Source material Block Start
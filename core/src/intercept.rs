use crate::captured::CapturedException;
use crate::hook::{self, Boundary};
use crate::util;

/// Run `work` on the current thread and return its value, or the panic it
/// raised as a [`CapturedException`].
///
/// The interception boundary covers exactly the call to `work`: panics in
/// anything it calls are caught here, panics raised after it returns are not.
/// Calls nest, and the innermost boundary captures.
pub fn intercept<R>(work: impl FnOnce() -> R) -> Result<R, CapturedException> {
    hook::install();
    let (outcome, site) = {
        let boundary = Boundary::enter();
        let outcome = util::catch_unwind(work);
        (outcome, boundary.take_site())
    };
    outcome.map_err(|payload| {
        let site = site.filter(|site| site.raised(&*payload));
        let captured = CapturedException::from_payload(payload, site);
        tracing::debug!(fault = %captured, "intercepted panic");
        captured
    })
}

/// Run `work` and report whether it panicked.
///
/// ```
/// let captured = safely_core::try_intercept(|| panic!("boom"));
/// assert_eq!(captured.unwrap().reason(), Some("boom"));
///
/// assert!(safely_core::try_intercept(|| {}).is_none());
/// ```
pub fn try_intercept(work: impl FnOnce()) -> Option<CapturedException> {
    intercept(work).err()
}

#[cfg(test)]
mod tests {
    use super::*;
    use crate::test_util::{spawn_panic, LogBuffer, GLOBAL};
    use crate::{clear_uncaught_exception_handler, set_uncaught_exception_handler};
    use parking_lot::Mutex;
    use std::panic::panic_any;
    use std::sync::atomic::{AtomicUsize, Ordering};
    use std::sync::Arc;

    #[test]
    fn completes_without_fault() {
        let mut effects = 0;
        let captured = try_intercept(|| effects += 1);
        assert!(captured.is_none());
        assert_eq!(effects, 1);
    }

    #[test]
    fn captures_reason() {
        let captured = try_intercept(|| panic!("boom")).expect("panic should be captured");
        assert_eq!(captured.reason(), Some("boom"));
        assert_eq!(captured.name(), "panic");
    }

    #[test]
    fn captures_formatted_reason() {
        let code = 7;
        let captured = try_intercept(|| panic!("failed with {}", code)).unwrap();
        assert_eq!(captured.reason(), Some("failed with 7"));
    }

    #[test]
    fn short_circuits_after_fault() {
        let mut before = false;
        let mut after = false;
        let captured = try_intercept(|| {
            before = true;
            if before {
                panic!("midway");
            }
            after = true;
        });
        assert!(captured.is_some());
        assert!(before);
        assert!(!after);
    }

    #[test]
    fn captures_transitive_panics() {
        fn inner(values: &[u8]) -> u8 {
            values[3]
        }
        fn outer() {
            inner(&[1, 2]);
        }

        let captured = try_intercept(outer).unwrap();
        assert!(captured.reason().unwrap().contains("index out of bounds"));
    }

    #[test]
    fn records_fault_site() {
        let captured = try_intercept(|| panic!("here")).unwrap();
        let site = captured.site().expect("dispatcher records the site");
        assert!(site.location().unwrap().contains("intercept.rs"));
    }

    #[test]
    fn swallowed_panic_does_not_lend_its_site() {
        let captured = try_intercept(|| {
            let _ = std::panic::catch_unwind(|| panic!("swallowed"));
            std::panic::resume_unwind(Box::new("rethrown"));
        })
        .unwrap();
        assert_eq!(captured.reason(), Some("rethrown"));
        assert!(captured.site().is_none());
    }

    #[test]
    fn enclosing_site_survives_nested_boundary() {
        let captured = try_intercept(|| {
            let payload = std::panic::catch_unwind(|| panic!("first")).unwrap_err();
            assert!(try_intercept(|| {}).is_none());
            std::panic::resume_unwind(payload);
        })
        .unwrap();
        assert_eq!(captured.reason(), Some("first"));
        assert!(captured.site().is_some());
    }

    #[test]
    fn returns_value() {
        assert_eq!(intercept(|| 40 + 2).unwrap(), 42);

        let result: Result<u32, _> = intercept(|| panic!("no value"));
        assert_eq!(result.unwrap_err().reason(), Some("no value"));
    }

    #[test]
    fn keeps_opaque_payload() {
        struct Fault {
            code: i32,
        }

        let captured = try_intercept(|| panic_any(Fault { code: -3 })).unwrap();
        assert_eq!(captured.name(), "panic_any");
        assert_eq!(captured.downcast_ref::<Fault>().map(|f| f.code), Some(-3));
    }

    #[test]
    fn resume_rethrows_to_outer_boundary() {
        let outer = try_intercept(|| {
            let inner = try_intercept(|| panic!("again")).unwrap();
            inner.resume();
        })
        .unwrap();
        assert_eq!(outer.reason(), Some("again"));
    }

    #[test]
    fn nested_boundaries_capture_innermost() {
        let mut inner_reason = None;
        let outer = try_intercept(|| {
            inner_reason = try_intercept(|| panic!("inner"))
                .and_then(|c| c.reason().map(str::to_string));
        });
        assert!(outer.is_none());
        assert_eq!(inner_reason.as_deref(), Some("inner"));
    }

    #[test]
    fn fault_after_return_is_not_captured() {
        let _guard = GLOBAL.lock();
        let captured = try_intercept(|| {});
        let later = std::panic::catch_unwind(|| panic!("later"));
        assert!(later.is_err());
        assert!(captured.is_none());
    }

    #[test]
    fn concurrent_calls_are_independent() {
        let faults = Arc::new(AtomicUsize::new(0));
        let handles: Vec<_> = (0..8)
            .map(|i| {
                let faults = faults.clone();
                std::thread::spawn(move || {
                    let captured = try_intercept(|| {
                        if i % 2 == 0 {
                            panic!("even {}", i);
                        }
                    });
                    if let Some(captured) = captured {
                        assert_eq!(captured.reason(), Some(format!("even {}", i).as_str()));
                        faults.fetch_add(1, Ordering::SeqCst);
                    }
                })
            })
            .collect();
        for handle in handles {
            handle.join().unwrap();
        }
        assert_eq!(faults.load(Ordering::SeqCst), 4);
    }

    #[test]
    fn intercepted_panic_skips_uncaught_handler() {
        let _guard = GLOBAL.lock();
        let calls = Arc::new(Mutex::new(Vec::new()));
        let sink = calls.clone();
        set_uncaught_exception_handler(move |captured: CapturedException| {
            sink.lock().push(captured.to_string());
        });

        assert!(try_intercept(|| panic!("caught")).is_some());
        assert!(calls.lock().is_empty());

        assert!(spawn_panic("escaped").is_err());
        clear_uncaught_exception_handler();

        assert_eq!(*calls.lock(), vec!["panic: escaped".to_string()]);
    }

    #[test]
    fn logs_intercepted_panic() {
        let logs = LogBuffer::default();
        tracing::subscriber::with_default(logs.subscriber(), || {
            assert!(try_intercept(|| panic!("quiet")).is_some());
        });
        let logs = logs.contents();
        assert!(logs.contains("panic raised inside an interception boundary"));
        assert!(logs.contains("intercepted panic"));
        assert!(logs.contains("panic: quiet"));
    }
}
Source material Block End
_Exercise details_
Look above and repeat, character for character, the lines from the first one to the line with "returns are not.", counting both.

_Solution to this problem_
filename core/src/intercept.rs
use crate::captured::CapturedException;
use crate::hook::{self, Boundary};
use crate::util;

/// Run `work` on the current thread and return its value, or the panic it
/// raised as a [`CapturedException`].
///
/// The interception boundary covers exactly the call to `work`: panics in
/// anything it calls are caught here, panics raised after it returns are not.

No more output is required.